PLACE PUBLIQUE : Qui êtes vous, Dominique Fredj ?
DOMINIQUE FREDJ : Je suis un homme du Sud. Né à Casablanca, j’ai d’abord grandi à Marseille, puis à Cannes, j’ai fait mes études à Nice. J’ai travaillé dans différentes villes, régions, pays. J’ai vécu en Alsace, à Lyon, à Paris, à Bordeaux, ainsi qu’en Pologne, durant deux ans. J’ai suivi un double cursus universitaire, mathématiques et sciences économiques.
Un tel choix, c’est croire en l’avenir du livre. C’est un pari !
Je suis persuadé que ce qui fait venir le client dans une librairie, c’est le fonds, avec des libraires qui le maitrisent. Les chaînes, elles, sont tenues par des engagements financiers. Et elles sont donc confrontées à la question du stock. A la Fnac, on exigeait 45 jours de stock, ce qui n’est réalisable qu’à condition de réduire le fonds. J’avais 120 000 références à la Fnac des Halles en 1996, ils sont à moins de 90 000 aujourd’hui. Notre idée, c’était de dire que la librairie indépendante pouvait de nouveau avoir une place dès le moment où elle est en capacité de se réadapter, avec de l’espace et un fonds riche. Nous voulions une librairie avec 70 à 80 000 références, voire plus. Et avoir la place pour demain, pouvoir se réadapter.
Et pourquoi le choix d’une implantation en région ?

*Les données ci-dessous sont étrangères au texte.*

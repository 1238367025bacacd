//! Camera sessions: configure the sensor, freeze frames, save them.

use crate::config::{AcquisitionConfig, CameraSettings, TriggerMode};
use crate::error::{DeviceError, OperationResult};
use crate::input::PathLines;
use crate::report::StatusPolicy;
use crate::session::{DeviceDriver, DeviceHandle, DeviceSession};
use serde::Serialize;
use std::io::BufRead;
use std::path::Path;
use std::time::{Duration, Instant};

/// Bit depth the frame buffer is sized for, whatever the sensor reports.
pub const ASSUMED_BITS_PER_PIXEL: u32 = 24;

/// Full-resolution frame layout, queried once per session.
#[derive(Debug, Clone, Copy, PartialEq, Eq, Serialize)]
pub struct SensorGeometry {
    pub width: u32,
    pub height: u32,
    pub bits_per_pixel: u32,
}

impl SensorGeometry {
    pub fn bytes_per_pixel(&self) -> usize {
        self.bits_per_pixel.div_ceil(8) as usize
    }

    pub fn buffer_len(&self) -> usize {
        self.width as usize * self.height as usize * self.bytes_per_pixel()
    }
}

/// Raw answer of the sensor-info query.
#[derive(Debug, Clone, Default)]
pub struct SensorInfo {
    pub name: String,
    pub max_width: u32,
    pub max_height: u32,
}

/// Exposure limits reported by the device, in milliseconds.
#[derive(Debug, Clone, Copy, PartialEq, Serialize)]
pub struct ExposureRange {
    pub min_ms: f64,
    pub max_ms: f64,
    pub increment_ms: f64,
}

impl ExposureRange {
    pub fn contains(&self, ms: f64) -> bool {
        ms >= self.min_ms && ms <= self.max_ms
    }
}

#[derive(Debug, Clone, Copy, PartialEq, Eq)]
pub enum ShutterMode {
    Rolling,
    Global,
}

/// On-sensor automatic correction ("log") mode.
#[derive(Debug, Clone, Copy, PartialEq, Eq)]
pub enum LogMode {
    FactoryDefault,
    Off,
    Manual,
}

/// Contiguous pixel memory the sensor reads out into.
///
/// One per session, reused for every capture.
#[derive(Debug, Clone)]
pub struct FrameBuffer {
    geometry: SensorGeometry,
    data: Vec<u8>,
}

impl FrameBuffer {
    pub fn new(geometry: SensorGeometry) -> Self {
        Self {
            geometry,
            data: vec![0; geometry.buffer_len()],
        }
    }

    pub fn geometry(&self) -> SensorGeometry {
        self.geometry
    }

    pub fn as_bytes(&self) -> &[u8] {
        &self.data
    }

    pub fn as_mut_bytes(&mut self) -> &mut [u8] {
        &mut self.data
    }
}

/// Camera SDK surface. Status of each call is read back through the
/// [`StatusProbe`](crate::report::StatusProbe) supertrait.
pub trait CameraDriver: DeviceDriver {
    fn sensor_info(&mut self, handle: DeviceHandle) -> SensorInfo;
    /// Make `buffer` the capture target. The driver may keep a pointer
    /// into it until the device is freed.
    fn bind_buffer(&mut self, handle: DeviceHandle, buffer: &mut FrameBuffer);
    fn frame_rate(&mut self, handle: DeviceHandle) -> f64;
    fn exposure(&mut self, handle: DeviceHandle) -> f64;
    fn exposure_range(&mut self, handle: DeviceHandle) -> ExposureRange;
    fn set_pixel_clock(&mut self, handle: DeviceHandle, mhz: u32);
    fn set_long_exposure(&mut self, handle: DeviceHandle, enabled: bool);
    fn set_log_mode(&mut self, handle: DeviceHandle, mode: LogMode);
    fn set_shutter_mode(&mut self, handle: DeviceHandle, mode: ShutterMode);
    fn set_exposure(&mut self, handle: DeviceHandle, ms: f64);
    fn gain(&mut self, handle: DeviceHandle) -> i32;
    fn set_gain(&mut self, handle: DeviceHandle, gain: u8);
    fn black_level(&mut self, handle: DeviceHandle) -> i32;
    fn set_black_level(&mut self, handle: DeviceHandle, level: u8);
    fn set_trigger(&mut self, handle: DeviceHandle, mode: TriggerMode);
    /// Capture one frame into the bound buffer. Blocks until exposure
    /// and readout are complete.
    fn freeze(&mut self, handle: DeviceHandle, buffer: &mut FrameBuffer);
    /// Write `buffer` to `path` as a lossless PNG.
    fn save_image(&mut self, handle: DeviceHandle, path: &Path, buffer: &FrameBuffer);
}

/// Device state read back while configuring.
#[derive(Debug, Clone, Default, Serialize)]
pub struct Readback {
    pub frame_rate: Option<f64>,
    pub exposure_ms: Option<f64>,
    pub exposure_range: Option<ExposureRange>,
    pub gain_before: Option<i32>,
    pub gain_after: Option<i32>,
    pub black_level_before: Option<i32>,
    pub black_level_after: Option<i32>,
}

/// Outcome of every call made while applying an [`AcquisitionConfig`].
#[derive(Debug, Default)]
pub struct ConfigReport {
    steps: Vec<(&'static str, Result<(), DeviceError>)>,
    pub readback: Readback,
}

impl ConfigReport {
    fn record(&mut self, operation: &'static str, result: Result<(), DeviceError>) {
        self.steps.push((operation, result));
    }

    pub fn steps(&self) -> impl Iterator<Item = (&'static str, OperationResult)> + '_ {
        self.steps
            .iter()
            .map(|(op, result)| (*op, OperationResult::from(result)))
    }

    pub fn failures(&self) -> impl Iterator<Item = (&'static str, &DeviceError)> + '_ {
        self.steps
            .iter()
            .filter_map(|(op, result)| result.as_ref().err().map(|e| (*op, e)))
    }

    pub fn is_success(&self) -> bool {
        self.failures().next().is_none()
    }

    /// The most severe failure, earliest first among equals.
    pub fn into_result(self) -> Result<(), DeviceError> {
        let mut worst: Option<DeviceError> = None;
        for (_, result) in self.steps {
            if let Err(e) = result {
                if worst.as_ref().map_or(true, |w| e.severity() > w.severity()) {
                    worst = Some(e);
                }
            }
        }
        worst.map_or(Ok(()), Err)
    }
}

#[derive(Debug, Clone, Copy, PartialEq, Eq)]
pub enum CameraState {
    /// Buffer bound, configuration not yet applied.
    Open,
    Idle,
    Capturing,
    Closed,
}

/// Owns a camera session and its frame buffer.
pub struct CameraController<D: CameraDriver> {
    // Declared before `buffer` so the device lets go of the memory first.
    session: DeviceSession<D>,
    buffer: FrameBuffer,
    geometry: SensorGeometry,
    settings: CameraSettings,
    state: CameraState,
    trigger: TriggerMode,
    opened_at: Instant,
}

impl<D: CameraDriver> CameraController<D> {
    /// Open the camera, size a frame buffer to the full sensor and bind it.
    pub fn initialize(driver: D, settings: CameraSettings) -> Result<Self, DeviceError> {
        let opened_at = Instant::now();
        tracing::info!(camera_id = settings.camera_id, "initializing camera");

        let mut session = DeviceSession::open(driver, settings.camera_id, StatusPolicy::STRICT)?;

        let info = session.call("get sensor info", |d, h| d.sensor_info(h))?;
        let geometry = SensorGeometry {
            width: info.max_width,
            height: info.max_height,
            bits_per_pixel: ASSUMED_BITS_PER_PIXEL,
        };
        tracing::info!(
            sensor = %info.name,
            width = geometry.width,
            height = geometry.height,
            bits_per_pixel = geometry.bits_per_pixel,
            "sensor geometry"
        );

        let mut buffer = FrameBuffer::new(geometry);
        session.call("set image memory", |d, h| d.bind_buffer(h, &mut buffer))?;

        Ok(Self {
            session,
            buffer,
            geometry,
            settings,
            state: CameraState::Open,
            trigger: TriggerMode::FreeRun,
            opened_at,
        })
    }

    pub fn geometry(&self) -> SensorGeometry {
        self.geometry
    }

    pub fn state(&self) -> CameraState {
        self.state
    }

    pub fn driver(&self) -> &D {
        self.session.driver()
    }

    /// Apply `config` one setting at a time.
    ///
    /// A failed setting does not stop the ones after it; every call
    /// and its outcome lands in the returned report so a partial
    /// configuration is visible to the caller.
    pub fn apply_config(&mut self, config: &AcquisitionConfig) -> ConfigReport {
        let mut report = ConfigReport::default();

        report.readback.frame_rate = self.step(&mut report, "get frame rate", |d, h| d.frame_rate(h));
        report.readback.exposure_ms = self.step(&mut report, "get exposure", |d, h| d.exposure(h));
        tracing::info!(
            frame_rate = ?report.readback.frame_rate,
            exposure_ms = ?report.readback.exposure_ms,
            "current acquisition state"
        );

        let mhz = self.settings.pixel_clock_mhz;
        self.step(&mut report, "set pixel clock", |d, h| d.set_pixel_clock(h, mhz));
        self.step(&mut report, "enable long exposure", |d, h| d.set_long_exposure(h, true));
        self.step(&mut report, "set log mode", |d, h| d.set_log_mode(h, LogMode::Off));
        self.step(&mut report, "set shutter mode", |d, h| {
            d.set_shutter_mode(h, ShutterMode::Rolling)
        });

        let exposure = config.exposure_ms();
        let range = self.step(&mut report, "get exposure range", |d, h| d.exposure_range(h));
        if let Some(range) = range {
            tracing::info!(
                min_ms = range.min_ms,
                max_ms = range.max_ms,
                increment_ms = range.increment_ms,
                "valid exposure range"
            );
            if !range.contains(exposure) {
                tracing::warn!(
                    exposure_ms = exposure,
                    min_ms = range.min_ms,
                    max_ms = range.max_ms,
                    "requested exposure outside device range"
                );
            }
        }
        report.readback.exposure_range = range;
        tracing::info!(exposure_ms = exposure, "setting exposure");
        self.step(&mut report, "set exposure", |d, h| d.set_exposure(h, exposure));

        let gain = config.gain();
        report.readback.gain_before = self.step(&mut report, "get gain", |d, h| d.gain(h));
        tracing::info!(current = ?report.readback.gain_before, requested = gain, "setting gain");
        self.step(&mut report, "set gain", |d, h| d.set_gain(h, gain));
        report.readback.gain_after = self.step(&mut report, "get gain", |d, h| d.gain(h));

        let level = config.black_level();
        report.readback.black_level_before =
            self.step(&mut report, "get black level", |d, h| d.black_level(h));
        tracing::info!(
            current = ?report.readback.black_level_before,
            requested = level,
            "setting black level"
        );
        self.step(&mut report, "set black level", |d, h| d.set_black_level(h, level));
        report.readback.black_level_after =
            self.step(&mut report, "get black level", |d, h| d.black_level(h));

        if config.trigger() == TriggerMode::Software {
            self.step(&mut report, "set external trigger", |d, h| {
                d.set_trigger(h, TriggerMode::Software)
            });
        }

        if self.state != CameraState::Closed {
            self.trigger = config.trigger();
            self.state = CameraState::Idle;
        }
        report
    }

    fn step<T>(
        &mut self,
        report: &mut ConfigReport,
        operation: &'static str,
        f: impl FnOnce(&mut D, DeviceHandle) -> T,
    ) -> Option<T> {
        match self.session.call(operation, f) {
            Ok(value) => {
                report.record(operation, Ok(()));
                Some(value)
            }
            Err(e) => {
                report.record(operation, Err(e));
                None
            }
        }
    }

    /// Freeze and discard the configured number of warm-up frames; at
    /// least one under software trigger.
    ///
    /// Returns the time from initialization to the first completed frame.
    pub fn warm_up(&mut self) -> Result<Option<Duration>, DeviceError> {
        self.ensure_configured("warm up")?;
        let frames = match self.trigger {
            TriggerMode::Software => self.settings.warmup_frames.max(1),
            TriggerMode::FreeRun => self.settings.warmup_frames,
        };
        let mut first = None;
        for _ in 0..frames {
            self.freeze()?;
            if first.is_none() {
                let elapsed = self.opened_at.elapsed();
                tracing::info!(
                    elapsed_ms = elapsed.as_millis() as u64,
                    "first frame since initialization"
                );
                first = Some(elapsed);
            }
        }
        Ok(first)
    }

    /// Capture one frame and save it to `path`.
    ///
    /// Succeeds only if both the freeze and the save succeed.
    pub fn capture_and_save(&mut self, path: &Path) -> Result<(), DeviceError> {
        self.ensure_configured("capture")?;
        self.state = CameraState::Capturing;
        let result = self.freeze().and_then(|()| self.save(path));
        self.state = CameraState::Idle;
        result
    }

    /// Prompt for destination names and capture one frame per name.
    ///
    /// Stops at an empty line or end of input. Returns the number of
    /// frames saved.
    pub fn run_interactive<R: BufRead>(
        &mut self,
        input: R,
        mut prompt: impl FnMut(),
    ) -> Result<usize, DeviceError> {
        let mut saved = 0;
        let mut lines = PathLines::new(input);
        loop {
            prompt();
            let path = match lines.next() {
                Some(Ok(path)) => path,
                Some(Err(e)) => {
                    tracing::warn!(error = %e, "cannot read file name; stopping");
                    break;
                }
                None => break,
            };
            if path.as_os_str().is_empty() {
                break;
            }
            self.capture_and_save(&path)?;
            saved += 1;
        }
        Ok(saved)
    }

    /// Release the camera. Safe after any earlier failure and safe to repeat.
    pub fn shutdown(&mut self) {
        if self.state != CameraState::Closed {
            tracing::info!("shutting down camera");
        }
        self.state = CameraState::Closed;
        self.session.close();
    }

    fn ensure_configured(&self, operation: &'static str) -> Result<(), DeviceError> {
        match self.state {
            CameraState::Idle | CameraState::Capturing => Ok(()),
            CameraState::Open => Err(DeviceError::NotConfigured { operation }),
            CameraState::Closed => Err(DeviceError::SessionClosed),
        }
    }

    fn freeze(&mut self) -> Result<(), DeviceError> {
        tracing::info!("freezing video");
        let buffer = &mut self.buffer;
        self.session.call("freeze video", |d, h| d.freeze(h, buffer))
    }

    fn save(&mut self, path: &Path) -> Result<(), DeviceError> {
        tracing::info!(path = %path.display(), "saving image");
        let buffer = &self.buffer;
        self.session
            .call("save image", |d, h| d.save_image(h, path, buffer))
    }
}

Mon objectif était de ne pas être à Paris. Je suis un provincial dans l’âme ! Je crois qu’il existe dans les grandes villes, notamment universitaires, des librairies indépendantes qui ont un rôle qui dépasse celui de libraire. Elles sont aussi un lieu de rencontres, un lieu culturel, en lien avec les acteurs locaux. A Paris et en région parisienne, cela n’existe pas. Avec mon épouse, nous avons rencontré une association (ADELC : association pour le développement d’une librairie de création) qui a pour rôle de favoriser la transmission des librairies. Ils nous ont demandé dans quelle région nous souhaitions nous installer. Nous avons répondu l’Ouest.

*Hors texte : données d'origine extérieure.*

//! Software stand-ins for the camera and mirror SDKs.
//!
//! Used when no vendor library is linked. They keep the same status
//! discipline as the real drivers: every call leaves a status code and
//! message behind for the next status query.

use crate::camera::{CameraDriver, ExposureRange, FrameBuffer, LogMode, SensorInfo, ShutterMode};
use crate::config::TriggerMode;
use crate::mirror::{DmdType, MirrorDriver, MIRROR_SUCCESS};
use crate::report::StatusProbe;
use crate::session::{DeviceDriver, DeviceHandle};
use crate::threshold::BinaryFrame;
use image::{ColorType, ImageFormat};
use std::path::Path;
use std::time::Duration;

const CAMERA_SUCCESS: i32 = 0;
const CAMERA_NO_SUCCESS: i32 = -1;
const CAMERA_INVALID_PARAMETER: i32 = 125;

const MIRROR_INVALID_PARAMETER: i32 = -1005;

/// Emulated camera producing a moving gradient.
pub struct EmulatedCamera {
    width: u32,
    height: u32,
    status: i32,
    message: String,
    frame_rate: f64,
    exposure_ms: f64,
    long_exposure: bool,
    pixel_clock_mhz: u32,
    gain: i32,
    black_level: i32,
    trigger: TriggerMode,
    frames: u32,
}

impl Default for EmulatedCamera {
    fn default() -> Self {
        Self::new(1280, 1024)
    }
}

impl EmulatedCamera {
    pub fn new(width: u32, height: u32) -> Self {
        Self {
            width,
            height,
            status: CAMERA_SUCCESS,
            message: String::new(),
            frame_rate: 25.0,
            exposure_ms: 10.0,
            long_exposure: false,
            pixel_clock_mhz: 30,
            gain: 0,
            black_level: 0,
            trigger: TriggerMode::FreeRun,
            frames: 0,
        }
    }

    pub fn frames_captured(&self) -> u32 {
        self.frames
    }

    pub fn pixel_clock_mhz(&self) -> u32 {
        self.pixel_clock_mhz
    }

    pub fn trigger(&self) -> TriggerMode {
        self.trigger
    }

    fn ok(&mut self) {
        self.status = CAMERA_SUCCESS;
        self.message.clear();
    }

    fn fail(&mut self, code: i32, message: impl Into<String>) {
        self.status = code;
        self.message = message.into();
    }

    fn range(&self) -> ExposureRange {
        let max_ms = if self.long_exposure {
            30_000.0
        } else {
            1000.0 / self.frame_rate
        };
        ExposureRange {
            min_ms: 0.01,
            max_ms,
            increment_ms: 0.01,
        }
    }
}

impl StatusProbe for EmulatedCamera {
    fn last_status(&mut self) -> Result<i32, i32> {
        Ok(self.status)
    }

    fn status_text(&mut self, code: i32) -> Result<String, i32> {
        if code == self.status {
            Ok(self.message.clone())
        } else {
            Ok(format!("status {code}"))
        }
    }
}

impl DeviceDriver for EmulatedCamera {
    const KIND: &'static str = "camera";

    fn open(&mut self, unit: u32) -> DeviceHandle {
        self.ok();
        DeviceHandle::new(u64::from(unit))
    }

    fn halt(&mut self, _handle: DeviceHandle) {
        self.ok();
    }

    fn free(&mut self, _handle: DeviceHandle) {
        self.ok();
    }
}

impl CameraDriver for EmulatedCamera {
    fn sensor_info(&mut self, _handle: DeviceHandle) -> SensorInfo {
        self.ok();
        SensorInfo {
            name: "emulated".into(),
            max_width: self.width,
            max_height: self.height,
        }
    }

    fn bind_buffer(&mut self, _handle: DeviceHandle, buffer: &mut FrameBuffer) {
        let g = buffer.geometry();
        if g.width != self.width || g.height != self.height {
            self.fail(
                CAMERA_INVALID_PARAMETER,
                format!("buffer is {}x{}, sensor is {}x{}", g.width, g.height, self.width, self.height),
            );
        } else {
            self.ok();
        }
    }

    fn frame_rate(&mut self, _handle: DeviceHandle) -> f64 {
        self.ok();
        self.frame_rate
    }

    fn exposure(&mut self, _handle: DeviceHandle) -> f64 {
        self.ok();
        self.exposure_ms
    }

    fn exposure_range(&mut self, _handle: DeviceHandle) -> ExposureRange {
        self.ok();
        self.range()
    }

    fn set_pixel_clock(&mut self, _handle: DeviceHandle, mhz: u32) {
        self.pixel_clock_mhz = mhz;
        self.ok();
    }

    fn set_long_exposure(&mut self, _handle: DeviceHandle, enabled: bool) {
        self.long_exposure = enabled;
        self.ok();
    }

    fn set_log_mode(&mut self, _handle: DeviceHandle, _mode: LogMode) {
        self.ok();
    }

    fn set_shutter_mode(&mut self, _handle: DeviceHandle, _mode: ShutterMode) {
        self.ok();
    }

    fn set_exposure(&mut self, _handle: DeviceHandle, ms: f64) {
        let range = self.range();
        if range.contains(ms) {
            self.exposure_ms = ms;
            self.ok();
        } else {
            self.fail(
                CAMERA_INVALID_PARAMETER,
                format!("exposure {ms} ms outside {}..{} ms", range.min_ms, range.max_ms),
            );
        }
    }

    fn gain(&mut self, _handle: DeviceHandle) -> i32 {
        self.ok();
        self.gain
    }

    fn set_gain(&mut self, _handle: DeviceHandle, gain: u8) {
        if gain > 100 {
            self.fail(CAMERA_INVALID_PARAMETER, format!("gain {gain} above 100"));
        } else {
            self.gain = i32::from(gain);
            self.ok();
        }
    }

    fn black_level(&mut self, _handle: DeviceHandle) -> i32 {
        self.ok();
        self.black_level
    }

    fn set_black_level(&mut self, _handle: DeviceHandle, level: u8) {
        self.black_level = i32::from(level);
        self.ok();
    }

    fn set_trigger(&mut self, _handle: DeviceHandle, mode: TriggerMode) {
        self.trigger = mode;
        self.ok();
    }

    fn freeze(&mut self, _handle: DeviceHandle, buffer: &mut FrameBuffer) {
        std::thread::sleep(Duration::from_secs_f64(self.exposure_ms / 1000.0));

        let width = buffer.geometry().width as usize;
        let bpp = buffer.geometry().bytes_per_pixel();
        let offset = self.frames.wrapping_mul(8) as usize + self.black_level as usize;
        for (i, px) in buffer.as_mut_bytes().chunks_exact_mut(bpp).enumerate() {
            let (x, y) = (i % width, i / width);
            px.fill(((x + y + offset) % 256) as u8);
        }

        self.frames = self.frames.wrapping_add(1);
        self.ok();
    }

    fn save_image(&mut self, _handle: DeviceHandle, path: &Path, buffer: &FrameBuffer) {
        let g = buffer.geometry();
        let color = match g.bytes_per_pixel() {
            1 => ColorType::L8,
            3 => ColorType::Rgb8,
            4 => ColorType::Rgba8,
            other => {
                self.fail(
                    CAMERA_INVALID_PARAMETER,
                    format!("cannot save {other} bytes per pixel"),
                );
                return;
            }
        };
        match image::save_buffer_with_format(
            path,
            buffer.as_bytes(),
            g.width,
            g.height,
            color,
            ImageFormat::Png,
        ) {
            Ok(()) => self.ok(),
            Err(e) => self.fail(CAMERA_NO_SUCCESS, e.to_string()),
        }
    }
}

/// Emulated DMD that keeps the last frame it was sent.
pub struct EmulatedMirror {
    dmd_code: i64,
    serial: u64,
    status: i32,
    message: String,
    last_frame: Option<BinaryFrame>,
    resets: u32,
}

impl Default for EmulatedMirror {
    fn default() -> Self {
        Self::new(DmdType::Disconnected.code())
    }
}

impl EmulatedMirror {
    /// A mirror that reports `dmd_code` as its panel type.
    pub fn new(dmd_code: i64) -> Self {
        Self {
            dmd_code,
            serial: 0,
            status: MIRROR_SUCCESS,
            message: String::new(),
            last_frame: None,
            resets: 0,
        }
    }

    pub fn last_frame(&self) -> Option<&BinaryFrame> {
        self.last_frame.as_ref()
    }

    pub fn resets(&self) -> u32 {
        self.resets
    }

    fn ok(&mut self) {
        self.status = MIRROR_SUCCESS;
        self.message.clear();
    }

    fn fail(&mut self, code: i32, message: impl Into<String>) {
        self.status = code;
        self.message = message.into();
    }
}

impl StatusProbe for EmulatedMirror {
    fn last_status(&mut self) -> Result<i32, i32> {
        Ok(self.status)
    }

    fn status_text(&mut self, code: i32) -> Result<String, i32> {
        if code == self.status {
            Ok(self.message.clone())
        } else {
            Ok(format!("status {code}"))
        }
    }
}

impl DeviceDriver for EmulatedMirror {
    const KIND: &'static str = "mirror";

    fn open(&mut self, unit: u32) -> DeviceHandle {
        self.serial = 10_000 + u64::from(unit);
        self.ok();
        DeviceHandle::new(u64::from(unit))
    }

    fn halt(&mut self, _handle: DeviceHandle) {
        self.ok();
    }

    fn free(&mut self, _handle: DeviceHandle) {
        self.last_frame = None;
        self.ok();
    }
}

impl MirrorDriver for EmulatedMirror {
    fn serial_number(&mut self, _handle: DeviceHandle) -> u64 {
        self.ok();
        self.serial
    }

    fn dmd_type(&mut self, _handle: DeviceHandle) -> i64 {
        self.ok();
        self.dmd_code
    }

    fn load_rows(
        &mut self,
        _handle: DeviceHandle,
        frame: &BinaryFrame,
        first_row: u32,
        last_row: u32,
    ) {
        let height = frame.geometry().height;
        if first_row > last_row || last_row >= height {
            self.fail(
                MIRROR_INVALID_PARAMETER,
                format!("row range {first_row}..={last_row} outside 0..{height}"),
            );
            return;
        }
        self.last_frame = Some(frame.clone());
        self.ok();
    }

    fn reset(&mut self, _handle: DeviceHandle) {
        self.resets += 1;
        self.ok();
    }
}

#[cfg(test)]
mod tests {
    use super::*;
    use crate::camera::CameraController;
    use crate::config::{AcquisitionConfig, CameraSettings};
    use crate::fake;
    use crate::mirror::{MirrorController, MirrorGeometry};
    use image::{GrayImage, Luma};

    #[test]
    fn test_emulated_camera_writes_png() {
        let dir = tempfile::tempdir().unwrap();
        let path = dir.path().join("emulated.png");
        let settings = CameraSettings {
            camera_id: fake::unit(),
            warmup_frames: 1,
            ..CameraSettings::default()
        };
        let mut camera = CameraController::initialize(EmulatedCamera::new(32, 16), settings).unwrap();

        let config = AcquisitionConfig::validate(1.0, 20, 4, TriggerMode::Software).unwrap();
        assert!(camera.apply_config(&config).is_success());
        assert_eq!(camera.driver().trigger(), TriggerMode::Software);
        assert_eq!(camera.driver().pixel_clock_mhz(), 10);

        camera.warm_up().unwrap();
        camera.capture_and_save(&path).unwrap();
        assert_eq!(camera.driver().frames_captured(), 2);
        camera.shutdown();

        let saved = image::open(&path).unwrap();
        assert_eq!((saved.width(), saved.height()), (32, 16));
    }

    #[test]
    fn test_emulated_camera_rejects_out_of_range_exposure() {
        let settings = CameraSettings {
            camera_id: fake::unit(),
            ..CameraSettings::default()
        };
        let mut camera = CameraController::initialize(EmulatedCamera::new(8, 8), settings).unwrap();
        let config = AcquisitionConfig::validate(60_000.0, 0, 0, TriggerMode::FreeRun).unwrap();

        let report = camera.apply_config(&config);
        let failed: Vec<_> = report.failures().map(|(op, _)| op).collect();
        assert_eq!(failed, vec!["set exposure"]);
    }

    #[test]
    fn test_emulated_camera_save_failure_reports_text() {
        let settings = CameraSettings {
            camera_id: fake::unit(),
            ..CameraSettings::default()
        };
        let mut camera = CameraController::initialize(EmulatedCamera::new(8, 8), settings).unwrap();
        let config = AcquisitionConfig::validate(1.0, 0, 0, TriggerMode::FreeRun).unwrap();
        camera.apply_config(&config);

        let dir = tempfile::tempdir().unwrap();
        let bad = dir.path().join("no-such-dir").join("frame.png");
        let err = camera.capture_and_save(&bad).unwrap_err();
        assert!(matches!(
            err,
            crate::DeviceError::Hardware {
                code: CAMERA_NO_SUCCESS,
                ..
            }
        ));
    }

    #[test]
    fn test_emulated_mirror_defaults_to_disconnected_panel() {
        let mut mirror = MirrorController::initialize(EmulatedMirror::default(), fake::unit()).unwrap();
        assert_eq!(
            mirror.geometry(),
            MirrorGeometry {
                width: 1920,
                height: 1080
            }
        );

        mirror
            .upload_raster(&GrayImage::from_pixel(10, 10, Luma([255])))
            .unwrap();
        let shown = mirror.driver().last_frame().unwrap();
        assert_eq!(shown.count_on(), 100);
        assert_eq!(mirror.driver().resets(), 1);
    }

    #[test]
    fn test_emulated_mirror_unknown_type() {
        let result = MirrorController::initialize(EmulatedMirror::new(99), fake::unit());
        assert!(matches!(result, Err(crate::DeviceError::UnknownDmdType(99))));
    }
}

Votre point de départ, ce n’est pas le livre et la littérature, mais plutôt les affaires…
J’ai toujours été passionné de deux choses : la musique et la littérature, notamment tout ce qui est lié à l’histoire. Mais c’est vrai que j’ai commencé à travailler dans la grande distribution au sein du groupe Auchan, j’ai participé à la reprise de Leroy-Merlin. Puis j’ai rejoint la Fnac, j’ai dirigé plusieurs magasins en province et à Paris : la Fnac Etoile et la Fnac du Forum des Halles, de 1993 à 1997. Dans ces deux cas, l’espace librairie a été agrandi et j’étais au coeur de ce qui me passionnait. Ensuite, en 1998, je suis parti créer des Fnac en Pologne, puis le projet a été mis en sommeil. Le marché n’était pas totalement mûr. Puis j’ai repris le distributeur de matériel informatique Surcouf, mais la gouvernance était compliquée. Il y a cinq ans, avec mon épouse Valérie Hanich, qui a été libraire à la Fnac, nous nous sommes interrogés sur nos envies réelles. La Fnac avait beaucoup changé ces dernières années. Nous souhaitions être libraires, indépendants, pour pouvoir faire nos propres choix et être capable de prendre nos propres décisions.

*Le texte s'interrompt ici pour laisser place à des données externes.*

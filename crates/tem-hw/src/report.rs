//! Post-call status checks.
//!
//! Every driver call is followed by a status query. The reporter turns
//! the answer into `Ok(())` or a [`DeviceError`] carrying the status
//! code and whatever text the device supplies.

use crate::error::DeviceError;

/// Last-error query surface of a device driver.
pub trait StatusProbe {
    /// Status of the most recent driver call.
    ///
    /// `Err` carries the code returned by the status query itself when
    /// the query failed.
    fn last_status(&mut self) -> Result<i32, i32>;

    /// Human-readable text for a status code. `Err` carries the code
    /// returned by the text lookup when it failed.
    fn status_text(&mut self, code: i32) -> Result<String, i32>;
}

/// How a subsystem classifies status codes.
#[derive(Debug, Clone, Copy, PartialEq, Eq)]
pub struct StatusPolicy {
    /// The one code that means success.
    pub success: i32,
    /// Status meaning the call went through but its diagnostic text was
    /// cut short. Downgraded to a warning.
    pub truncated: Option<i32>,
}

impl StatusPolicy {
    /// Anything but the success sentinel is a failure.
    pub const STRICT: Self = Self {
        success: 0,
        truncated: None,
    };

    pub const fn tolerating_truncation(success: i32, truncated: i32) -> Self {
        Self {
            success,
            truncated: Some(truncated),
        }
    }
}

/// Converts post-call device status into a result.
#[derive(Debug, Clone, Copy)]
pub struct ErrorReporter {
    policy: StatusPolicy,
}

impl ErrorReporter {
    pub fn new(policy: StatusPolicy) -> Self {
        Self { policy }
    }

    /// Query `probe` for the status of the call just made as `operation`.
    pub fn check<P: StatusProbe + ?Sized>(
        &self,
        probe: &mut P,
        operation: &'static str,
    ) -> Result<(), DeviceError> {
        let code = probe
            .last_status()
            .map_err(|query_code| DeviceError::StatusUnavailable {
                operation,
                query_code,
            })?;

        if code == self.policy.success {
            tracing::debug!(operation, "success");
            return Ok(());
        }

        if self.policy.truncated == Some(code) {
            tracing::warn!(operation, code, "device status text truncated");
            return Ok(());
        }

        // A failed text lookup still leaves the status code to report.
        let message = probe.status_text(code).unwrap_or_else(|text_code| {
            format!("no description available (text lookup returned {text_code})")
        });

        Err(DeviceError::Hardware {
            operation,
            code,
            message,
        })
    }
}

Vous avez conservé l’enseigne Le Failler. Avec le recul, ne le regrettez-vous pas ?
Jacques Le Failler a repris la librairie en 1984. C’est lui qui a transféré cette institution rennaise, fondée en 1925, à son emplacement actuel, rue Saint-Georges, en 2001. J’ai effectivement pensé que c’était une marque qui faisait partie du paysage rennais. Ce que j’avais sous-estimé, c’est que de nombreuses personnes s’étaient détournées de la librairie, pour mille raisons, bonnes ou mauvaises. Nous avions imaginé d’associer une phrase à la marque, qui pourrait devenir le nom de la future librairie. Nous avions fait des listes, mais çà n’a rien donné ! Aujourd’hui, nous avons tellement investi autour de Le Failler, qu’on ne peut plus revenir en arrière. C’est aussi une marque de respect à l’égard du travail réalisé pendant près de 40 ans par mon prédécesseur. Un homme au caractère parfois difficile, mais de grande culture ! Donc, pour répondre à votre question, non, pas de regret !
Çà fonctionne bien ?
Ah oui ! Nous avons reçu 95 auteurs en 2012. Nous avons également un partenariat depuis trois ans avec le Théâtre National de Bretagne : nous y sommes tous les soirs de représentation, avec un stand. Nous avons réalisé 350 interventions hors les murs l’année dernière. Au fond, j’ai coutume de dire que j’ai deux librairies : une librairie physique, rue Saint-Georges, et une librairie nomade que l’on retrouve dans la ville. Ainsi, toute personne intéressée par le livre et la culture va pouvoir croiser la librairie toutes les semaines dans des lieux différents.
Qu’est-ce qui a changé, tout de même, en trois ans ?
Nous sommes toujours une librairie, indépendante, ce qui signifie que nous laissons les choix éditoriaux à nos vingt libraires, en toute liberté. Ce qui est nouveau, c’est notre volonté d’être en connexion avec les acteurs culturels et médiatiques de la ville. Le fait, par exemple, de ne pas avoir de lieu pour organiser des rencontres nous a conduit à nous rapprocher de Ouest-France, qui publie un nombre impressionnant de chroniques de livres ! Cela correspond bien à notre souhait d’ouvrir les portes et les fenêtres de la librairie, en allant vers les lecteurs dans d’autres lieux. Je suis aussi convaincu de l’importance de l’accueil des auteurs, qui viennent à la rencontre de leurs publics.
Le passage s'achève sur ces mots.